- _TASK TO COMPLETE_:
Exactly and in full, give the records again.
-------- WORKING DATA
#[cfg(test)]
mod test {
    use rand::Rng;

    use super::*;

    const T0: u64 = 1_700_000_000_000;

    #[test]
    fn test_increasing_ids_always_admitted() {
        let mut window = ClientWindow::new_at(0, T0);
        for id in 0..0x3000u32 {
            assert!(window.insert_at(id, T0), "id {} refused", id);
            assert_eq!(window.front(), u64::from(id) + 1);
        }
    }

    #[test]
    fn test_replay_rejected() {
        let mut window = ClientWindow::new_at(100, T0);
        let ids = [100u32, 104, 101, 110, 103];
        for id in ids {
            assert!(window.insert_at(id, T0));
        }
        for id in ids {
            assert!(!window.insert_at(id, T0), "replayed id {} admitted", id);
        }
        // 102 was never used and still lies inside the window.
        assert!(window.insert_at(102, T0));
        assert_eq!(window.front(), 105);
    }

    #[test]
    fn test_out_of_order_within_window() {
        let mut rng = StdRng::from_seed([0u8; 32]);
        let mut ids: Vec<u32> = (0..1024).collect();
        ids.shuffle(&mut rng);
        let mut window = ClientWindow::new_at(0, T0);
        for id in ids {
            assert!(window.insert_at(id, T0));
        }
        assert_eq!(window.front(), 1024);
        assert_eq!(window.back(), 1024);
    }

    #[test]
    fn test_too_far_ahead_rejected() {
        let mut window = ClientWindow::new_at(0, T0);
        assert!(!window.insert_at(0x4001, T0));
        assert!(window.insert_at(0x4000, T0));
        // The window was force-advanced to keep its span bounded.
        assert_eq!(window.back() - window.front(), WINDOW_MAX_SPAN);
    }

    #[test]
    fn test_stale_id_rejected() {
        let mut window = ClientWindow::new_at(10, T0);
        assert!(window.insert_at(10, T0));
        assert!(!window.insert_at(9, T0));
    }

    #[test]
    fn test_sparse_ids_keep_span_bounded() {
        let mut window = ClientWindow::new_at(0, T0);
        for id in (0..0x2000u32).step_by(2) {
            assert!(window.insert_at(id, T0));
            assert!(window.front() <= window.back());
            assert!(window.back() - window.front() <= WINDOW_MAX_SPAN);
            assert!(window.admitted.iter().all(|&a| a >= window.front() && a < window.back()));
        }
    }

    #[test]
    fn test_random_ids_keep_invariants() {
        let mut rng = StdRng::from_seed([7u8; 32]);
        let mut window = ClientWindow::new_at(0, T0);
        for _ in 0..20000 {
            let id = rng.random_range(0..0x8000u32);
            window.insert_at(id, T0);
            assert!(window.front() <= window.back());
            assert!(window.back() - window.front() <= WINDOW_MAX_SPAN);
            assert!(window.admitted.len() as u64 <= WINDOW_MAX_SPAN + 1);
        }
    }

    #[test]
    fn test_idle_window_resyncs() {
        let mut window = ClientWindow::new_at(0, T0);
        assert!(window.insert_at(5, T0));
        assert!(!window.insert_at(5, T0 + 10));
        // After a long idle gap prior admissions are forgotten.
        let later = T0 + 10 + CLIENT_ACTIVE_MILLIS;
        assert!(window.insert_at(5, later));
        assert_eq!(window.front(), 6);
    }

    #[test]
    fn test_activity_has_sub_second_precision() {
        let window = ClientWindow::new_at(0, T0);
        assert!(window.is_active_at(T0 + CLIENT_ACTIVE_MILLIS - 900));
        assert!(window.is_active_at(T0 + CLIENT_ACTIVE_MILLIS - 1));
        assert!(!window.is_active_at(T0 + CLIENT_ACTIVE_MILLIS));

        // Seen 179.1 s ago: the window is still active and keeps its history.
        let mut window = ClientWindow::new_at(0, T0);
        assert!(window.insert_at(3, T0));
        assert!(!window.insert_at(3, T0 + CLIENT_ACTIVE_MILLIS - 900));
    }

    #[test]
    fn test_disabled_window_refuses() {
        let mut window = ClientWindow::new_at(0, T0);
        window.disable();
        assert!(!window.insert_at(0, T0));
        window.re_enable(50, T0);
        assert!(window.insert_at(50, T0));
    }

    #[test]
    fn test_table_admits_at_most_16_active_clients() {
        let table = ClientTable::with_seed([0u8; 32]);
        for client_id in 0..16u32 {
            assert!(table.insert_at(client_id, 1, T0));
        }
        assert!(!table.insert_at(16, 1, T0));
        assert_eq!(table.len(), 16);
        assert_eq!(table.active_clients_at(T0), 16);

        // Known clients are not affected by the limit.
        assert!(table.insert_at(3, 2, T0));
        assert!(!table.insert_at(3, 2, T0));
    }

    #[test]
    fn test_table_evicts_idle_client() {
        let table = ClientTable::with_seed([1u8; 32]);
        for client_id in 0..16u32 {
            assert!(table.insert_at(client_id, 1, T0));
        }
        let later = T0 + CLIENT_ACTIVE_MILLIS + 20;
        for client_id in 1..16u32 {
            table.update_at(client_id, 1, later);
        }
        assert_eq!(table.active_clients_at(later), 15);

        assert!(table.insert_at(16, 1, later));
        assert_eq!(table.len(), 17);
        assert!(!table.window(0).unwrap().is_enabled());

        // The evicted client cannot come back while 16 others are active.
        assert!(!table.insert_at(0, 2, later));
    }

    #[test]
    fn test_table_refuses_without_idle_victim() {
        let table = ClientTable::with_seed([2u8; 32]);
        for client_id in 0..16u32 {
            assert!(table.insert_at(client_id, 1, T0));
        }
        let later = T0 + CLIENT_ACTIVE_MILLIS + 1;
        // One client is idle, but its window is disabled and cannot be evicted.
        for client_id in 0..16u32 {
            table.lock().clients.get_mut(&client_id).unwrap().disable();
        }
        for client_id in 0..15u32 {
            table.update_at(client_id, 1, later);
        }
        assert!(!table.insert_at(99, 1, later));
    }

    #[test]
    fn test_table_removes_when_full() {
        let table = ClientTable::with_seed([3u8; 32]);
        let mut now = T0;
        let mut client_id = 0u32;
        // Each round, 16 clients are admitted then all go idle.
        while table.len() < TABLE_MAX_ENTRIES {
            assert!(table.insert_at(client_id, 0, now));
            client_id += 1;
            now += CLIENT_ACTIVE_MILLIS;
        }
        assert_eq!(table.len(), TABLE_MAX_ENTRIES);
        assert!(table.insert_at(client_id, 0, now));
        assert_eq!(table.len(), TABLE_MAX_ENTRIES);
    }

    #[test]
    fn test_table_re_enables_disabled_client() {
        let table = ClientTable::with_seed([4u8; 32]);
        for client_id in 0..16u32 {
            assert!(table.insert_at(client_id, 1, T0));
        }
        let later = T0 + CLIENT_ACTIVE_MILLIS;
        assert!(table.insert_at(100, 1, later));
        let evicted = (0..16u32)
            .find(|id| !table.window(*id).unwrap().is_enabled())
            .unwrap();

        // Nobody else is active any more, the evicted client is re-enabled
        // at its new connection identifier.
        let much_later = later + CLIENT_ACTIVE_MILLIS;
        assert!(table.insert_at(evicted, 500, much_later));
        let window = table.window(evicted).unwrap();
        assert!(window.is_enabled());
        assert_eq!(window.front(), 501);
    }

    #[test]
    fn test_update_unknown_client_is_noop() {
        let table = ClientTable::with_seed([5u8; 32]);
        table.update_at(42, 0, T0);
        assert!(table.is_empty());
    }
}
----------------
- _RESPONSE AREA_:
#[cfg(test)]
mod test {
    use rand::Rng;

    use super::*;

    const T0: u64 = 1_700_000_000_000;

    #[test]
    fn test_increasing_ids_always_admitted() {
        let mut window = ClientWindow::new_at(0, T0);
        for id in 0..0x3000u32 {
            assert!(window.insert_at(id, T0), "id {} refused", id);
            assert_eq!(window.front(), u64::from(id) + 1);
        }
    }

    #[test]
    fn test_replay_rejected() {
        let mut window = ClientWindow::new_at(100, T0);
        let ids = [100u32, 104, 101, 110, 103];
        for id in ids {
            assert!(window.insert_at(id, T0));
        }
        for id in ids {
            assert!(!window.insert_at(id, T0), "replayed id {} admitted", id);
        }
        // 102 was never used and still lies inside the window.
        assert!(window.insert_at(102, T0));
        assert_eq!(window.front(), 105);
    }

    #[test]
    fn test_out_of_order_within_window() {
        let mut rng = StdRng::from_seed([0u8; 32]);
        let mut ids: Vec<u32> = (0..1024).collect();
        ids.shuffle(&mut rng);
        let mut window = ClientWindow::new_at(0, T0);
        for id in ids {
            assert!(window.insert_at(id, T0));
        }
        assert_eq!(window.front(), 1024);
        assert_eq!(window.back(), 1024);
    }

    #[test]
    fn test_too_far_ahead_rejected() {
        let mut window = ClientWindow::new_at(0, T0);
        assert!(!window.insert_at(0x4001, T0));
        assert!(window.insert_at(0x4000, T0));
        // The window was force-advanced to keep its span bounded.
        assert_eq!(window.back() - window.front(), WINDOW_MAX_SPAN);
    }

    #[test]
    fn test_stale_id_rejected() {
        let mut window = ClientWindow::new_at(10, T0);
        assert!(window.insert_at(10, T0));
        assert!(!window.insert_at(9, T0));
    }

    #[test]
    fn test_sparse_ids_keep_span_bounded() {
        let mut window = ClientWindow::new_at(0, T0);
        for id in (0..0x2000u32).step_by(2) {
            assert!(window.insert_at(id, T0));
            assert!(window.front() <= window.back());
            assert!(window.back() - window.front() <= WINDOW_MAX_SPAN);
            assert!(window.admitted.iter().all(|&a| a >= window.front() && a < window.back()));
        }
    }

    #[test]
    fn test_random_ids_keep_invariants() {
        let mut rng = StdRng::from_seed([7u8; 32]);
        let mut window = ClientWindow::new_at(0, T0);
        for _ in 0..20000 {
            let id = rng.random_range(0..0x8000u32);
            window.insert_at(id, T0);
            assert!(window.front() <= window.back());
            assert!(window.back() - window.front() <= WINDOW_MAX_SPAN);
            assert!(window.admitted.len() as u64 <= WINDOW_MAX_SPAN + 1);
        }
    }

    #[test]
    fn test_idle_window_resyncs() {
        let mut window = ClientWindow::new_at(0, T0);
        assert!(window.insert_at(5, T0));
        assert!(!window.insert_at(5, T0 + 10));
        // After a long idle gap prior admissions are forgotten.
        let later = T0 + 10 + CLIENT_ACTIVE_MILLIS;
        assert!(window.insert_at(5, later));
        assert_eq!(window.front(), 6);
    }

    #[test]
    fn test_activity_has_sub_second_precision() {
        let window = ClientWindow::new_at(0, T0);
        assert!(window.is_active_at(T0 + CLIENT_ACTIVE_MILLIS - 900));
        assert!(window.is_active_at(T0 + CLIENT_ACTIVE_MILLIS - 1));
        assert!(!window.is_active_at(T0 + CLIENT_ACTIVE_MILLIS));

        // Seen 179.1 s ago: the window is still active and keeps its history.
        let mut window = ClientWindow::new_at(0, T0);
        assert!(window.insert_at(3, T0));
        assert!(!window.insert_at(3, T0 + CLIENT_ACTIVE_MILLIS - 900));
    }

    #[test]
    fn test_disabled_window_refuses() {
        let mut window = ClientWindow::new_at(0, T0);
        window.disable();
        assert!(!window.insert_at(0, T0));
        window.re_enable(50, T0);
        assert!(window.insert_at(50, T0));
    }

    #[test]
    fn test_table_admits_at_most_16_active_clients() {
        let table = ClientTable::with_seed([0u8; 32]);
        for client_id in 0..16u32 {
            assert!(table.insert_at(client_id, 1, T0));
        }
        assert!(!table.insert_at(16, 1, T0));
        assert_eq!(table.len(), 16);
        assert_eq!(table.active_clients_at(T0), 16);

        // Known clients are not affected by the limit.
        assert!(table.insert_at(3, 2, T0));
        assert!(!table.insert_at(3, 2, T0));
    }

    #[test]
    fn test_table_evicts_idle_client() {
        let table = ClientTable::with_seed([1u8; 32]);
        for client_id in 0..16u32 {
            assert!(table.insert_at(client_id, 1, T0));
        }
        let later = T0 + CLIENT_ACTIVE_MILLIS + 20;
        for client_id in 1..16u32 {
            table.update_at(client_id, 1, later);
        }
        assert_eq!(table.active_clients_at(later), 15);

        assert!(table.insert_at(16, 1, later));
        assert_eq!(table.len(), 17);
        assert!(!table.window(0).unwrap().is_enabled());

        // The evicted client cannot come back while 16 others are active.
        assert!(!table.insert_at(0, 2, later));
    }

    #[test]
    fn test_table_refuses_without_idle_victim() {
        let table = ClientTable::with_seed([2u8; 32]);
        for client_id in 0..16u32 {
            assert!(table.insert_at(client_id, 1, T0));
        }
        let later = T0 + CLIENT_ACTIVE_MILLIS + 1;
        // One client is idle, but its window is disabled and cannot be evicted.
        for client_id in 0..16u32 {
            table.lock().clients.get_mut(&client_id).unwrap().disable();
        }
        for client_id in 0..15u32 {
            table.update_at(client_id, 1, later);
        }
        assert!(!table.insert_at(99, 1, later));
    }

    #[test]
    fn test_table_removes_when_full() {
        let table = ClientTable::with_seed([3u8; 32]);
        let mut now = T0;
        let mut client_id = 0u32;
        // Each round, 16 clients are admitted then all go idle.
        while table.len() < TABLE_MAX_ENTRIES {
            assert!(table.insert_at(client_id, 0, now));
            client_id += 1;
            now += CLIENT_ACTIVE_MILLIS;
        }
        assert_eq!(table.len(), TABLE_MAX_ENTRIES);
        assert!(table.insert_at(client_id, 0, now));
        assert_eq!(table.len(), TABLE_MAX_ENTRIES);
    }

    #[test]
    fn test_table_re_enables_disabled_client() {
        let table = ClientTable::with_seed([4u8; 32]);
        for client_id in 0..16u32 {
            assert!(table.insert_at(client_id, 1, T0));
        }
        let later = T0 + CLIENT_ACTIVE_MILLIS;
        assert!(table.insert_at(100, 1, later));
        let evicted = (0..16u32)
            .find(|id| !table.window(*id).unwrap().is_enabled())
            .unwrap();

        // Nobody else is active any more, the evicted client is re-enabled
        // at its new connection identifier.
        let much_later = later + CLIENT_ACTIVE_MILLIS;
        assert!(table.insert_at(evicted, 500, much_later));
        let window = table.window(evicted).unwrap();
        assert!(window.is_enabled());
        assert_eq!(window.front(), 501);
    }

    #[test]
    fn test_update_unknown_client_is_noop() {
        let table = ClientTable::with_seed([5u8; 32]);
        table.update_at(42, 0, T0);
        assert!(table.is_empty());
    }
}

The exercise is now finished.